Historians have sought for some time to understand why the labor-liberal coalition’s political influence declined and how the right instituted a conservative revolution in the 1970s and 80s in the US. Teacher Strike! shows that conflict over urban education was fundamental in this story. Indeed, hundreds of thousands of teachers went on strike in virtually every corner of the US in the 1960s, 70s, and 80s, and in many cases, for weeks or even months at a time. The many contentious and lengthy teacher union walkouts during this era made manifest three interlocking limitations to postwar liberalism: the failure to provide public employees full union rights, the inability to ensure that African-Americans in the nation’s largest cities enjoyed equal educational and economic opportunities, and the drastic, insoluble fiscal crises brought on by deindustrialization and economic downturn in the nation’s biggest cities.

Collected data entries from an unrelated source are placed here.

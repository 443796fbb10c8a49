//! The `components.json` manifest: a project's resolved configuration and installed features
//!
//! The manifest is written once at scaffold time and amended by every successful
//! `add`. Its presence is what marks a directory as a kickstart-express project.

use super::merge::{read_json, write_json};
use crate::config::{AuthType, DbType, Language, Orm, ProjectConfig};
use crate::error::{Error, Result};
use chrono::{DateTime, Utc};
use serde::{Deserialize, Serialize};
use serde_json::{Map, Value};
use std::path::{Path, PathBuf};

/// File name of the manifest at the project root
pub const MANIFEST_FILE: &str = "components.json";

/// Folder layout recorded at scaffold time
#[derive(Debug, Clone, Copy, PartialEq, Eq, Serialize, Deserialize)]
pub struct Architecture {
    pub src: bool,
    pub structured: bool,
    pub docker: bool,
}

#[derive(Debug, Clone, PartialEq, Serialize, Deserialize)]
pub struct DatabaseRecord {
    #[serde(rename = "type")]
    pub db_type: DbType,
    pub orm: Orm,
    pub added: DateTime<Utc>,
}

#[derive(Debug, Clone, PartialEq, Serialize, Deserialize)]
pub struct AuthRecord {
    #[serde(rename = "type")]
    pub auth_type: AuthType,
    pub added: DateTime<Utc>,
}

/// Installed features. Keys this version doesn't know about are kept as-is.
#[derive(Debug, Clone, Default, PartialEq, Serialize, Deserialize)]
pub struct Features {
    #[serde(default, skip_serializing_if = "Option::is_none")]
    pub database: Option<DatabaseRecord>,

    #[serde(default, skip_serializing_if = "Option::is_none")]
    pub authentication: Option<AuthRecord>,

    #[serde(flatten)]
    pub other: Map<String, Value>,
}

/// A single feature entry to record with [`amend`]
#[derive(Debug, Clone, PartialEq)]
pub enum FeatureRecord {
    Database(DatabaseRecord),
    Authentication(AuthRecord),
}

impl FeatureRecord {
    pub fn database(db_type: DbType, orm: Orm) -> Self {
        FeatureRecord::Database(DatabaseRecord {
            db_type,
            orm,
            added: Utc::now(),
        })
    }

    pub fn authentication(auth_type: AuthType) -> Self {
        FeatureRecord::Authentication(AuthRecord {
            auth_type,
            added: Utc::now(),
        })
    }
}

#[derive(Debug, Clone, PartialEq, Serialize, Deserialize)]
pub struct ComponentsManifest {
    pub name: String,
    pub language: Language,
    pub architecture: Architecture,

    #[serde(default, skip_serializing_if = "Option::is_none")]
    pub generated: Option<DateTime<Utc>>,

    /// CLI version that generated the project (informational)
    #[serde(default)]
    pub version: String,

    #[serde(default)]
    pub features: Features,

    #[serde(flatten)]
    pub other: Map<String, Value>,
}

impl ComponentsManifest {
    /// Fresh manifest for a newly scaffolded project
    pub fn new(name: &str, config: &ProjectConfig, cli_version: &str) -> Self {
        Self {
            name: name.to_string(),
            language: config.language(),
            architecture: Architecture {
                src: config.use_src_folder(),
                structured: config.use_structured_layout(),
                docker: config.include_docker(),
            },
            generated: Some(Utc::now()),
            version: cli_version.to_string(),
            features: Features::default(),
            other: Map::new(),
        }
    }

    /// Apply a feature record in memory
    pub fn record(&mut self, record: FeatureRecord) {
        match record {
            FeatureRecord::Database(db) => self.features.database = Some(db),
            FeatureRecord::Authentication(auth) => self.features.authentication = Some(auth),
        }
    }
}

pub fn manifest_path(project_root: &Path) -> PathBuf {
    project_root.join(MANIFEST_FILE)
}

/// Read the manifest. `Ok(None)` means the directory is not a kickstart-express project.
pub async fn read(project_root: &Path) -> Result<Option<ComponentsManifest>> {
    let path = manifest_path(project_root);
    let exists = tokio::fs::try_exists(&path)
        .await
        .map_err(|e| Error::read(&path, e))?;
    if !exists {
        return Ok(None);
    }
    read_json(&path).await.map(Some)
}

pub async fn write(project_root: &Path, manifest: &ComponentsManifest) -> Result<()> {
    write_json(&manifest_path(project_root), manifest).await
}

/// Read-modify-write the manifest with one feature record
pub async fn amend(project_root: &Path, record: FeatureRecord) -> Result<ComponentsManifest> {
    let mut manifest = read(project_root)
        .await?
        .ok_or_else(|| Error::NotAProject(project_root.to_path_buf()))?;
    manifest.record(record);
    write(project_root, &manifest).await?;
    Ok(manifest)
}

#[cfg(test)]
mod tests {
    use super::*;
    use crate::config::{resolve_project, Defaults, ProjectFlags};

    fn sample_config() -> ProjectConfig {
        let flags = ProjectFlags {
            name: Some("shop".into()),
            language: Some("ts".into()),
            docker: Some(true),
            src: Some(true),
            structured: Some(true),
        };
        resolve_project(&flags, &mut Defaults).unwrap()
    }

    #[tokio::test]
    async fn test_read_missing_manifest_is_none() {
        let dir = tempfile::tempdir().unwrap();
        assert!(read(dir.path()).await.unwrap().is_none());
    }

    #[tokio::test]
    async fn test_write_then_read() {
        let dir = tempfile::tempdir().unwrap();
        let manifest = ComponentsManifest::new("shop", &sample_config(), "0.1.0");
        write(dir.path(), &manifest).await.unwrap();

        let loaded = read(dir.path()).await.unwrap().unwrap();
        assert_eq!(loaded, manifest);

        let raw = std::fs::read_to_string(manifest_path(dir.path())).unwrap();
        let json: Value = serde_json::from_str(&raw).unwrap();
        assert_eq!(json["language"], "ts");
        assert_eq!(json["architecture"]["structured"], true);
        assert_eq!(json["architecture"]["docker"], true);
        assert_eq!(json["features"], serde_json::json!({}));
        assert!(raw.ends_with('\n'));
    }

    #[tokio::test]
    async fn test_amend_keeps_other_features_and_unknown_fields() {
        let dir = tempfile::tempdir().unwrap();
        std::fs::write(
            manifest_path(dir.path()),
            r#"{
  "name": "legacy",
  "language": "js",
  "architecture": { "src": false, "structured": false, "docker": false },
  "version": "1.2.0",
  "owner": "platform-team",
  "features": {
    "authentication": { "type": "jwt", "added": "2025-01-01T00:00:00.000Z" },
    "cache": { "type": "redis" }
  }
}"#,
        )
        .unwrap();

        let manifest = amend(dir.path(), FeatureRecord::database(DbType::Postgres, Orm::Drizzle))
            .await
            .unwrap();
        assert_eq!(manifest.features.database.as_ref().unwrap().orm, Orm::Drizzle);

        let raw = std::fs::read_to_string(manifest_path(dir.path())).unwrap();
        let json: Value = serde_json::from_str(&raw).unwrap();
        assert_eq!(json["owner"], "platform-team");
        assert_eq!(json["features"]["cache"]["type"], "redis");
        assert_eq!(json["features"]["authentication"]["type"], "jwt");
        assert_eq!(json["features"]["database"]["type"], "postgres");
        assert_eq!(json["features"]["database"]["orm"], "drizzle");
    }

    #[tokio::test]
    async fn test_amend_outside_project_fails() {
        let dir = tempfile::tempdir().unwrap();
        let err = amend(dir.path(), FeatureRecord::authentication(AuthType::Jwt))
            .await
            .unwrap_err();
        assert!(matches!(err, Error::NotAProject(_)));
    }

    #[tokio::test]
    async fn test_malformed_manifest_is_reported() {
        let dir = tempfile::tempdir().unwrap();
        std::fs::write(manifest_path(dir.path()), "{ not json").unwrap();
        let err = read(dir.path()).await.unwrap_err();
        assert!(matches!(err, Error::MalformedJson { .. }));
    }
}
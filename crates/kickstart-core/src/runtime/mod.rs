//! External process execution
//!
//! This module provides:
//! - A `CommandRunner` capability with a tokio-backed implementation
//! - Best-effort git initialization and dependency installation

pub mod command;

pub use command::{
    init_and_install, CommandOutput, CommandRunner, FinalizeOptions, FinalizeReport,
    PackageManager, StepStatus, SystemRunner,
};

This book uses cases studies from New York City, Philadelphia, Pittsburgh, St. Louis, and Newark—all led by locals of the American Federation of Teachers (AFT)--to show both the range and depth of this phenomenon. Through this broad treatment of conflict in public education, Teacher Strike! charts the new neoliberal order that emerged from the ashes of labor liberalism and shows how critics’ linking teacher unions and the urban poor together as “unproductive” proved crucial to altering the nation’s political trajectory.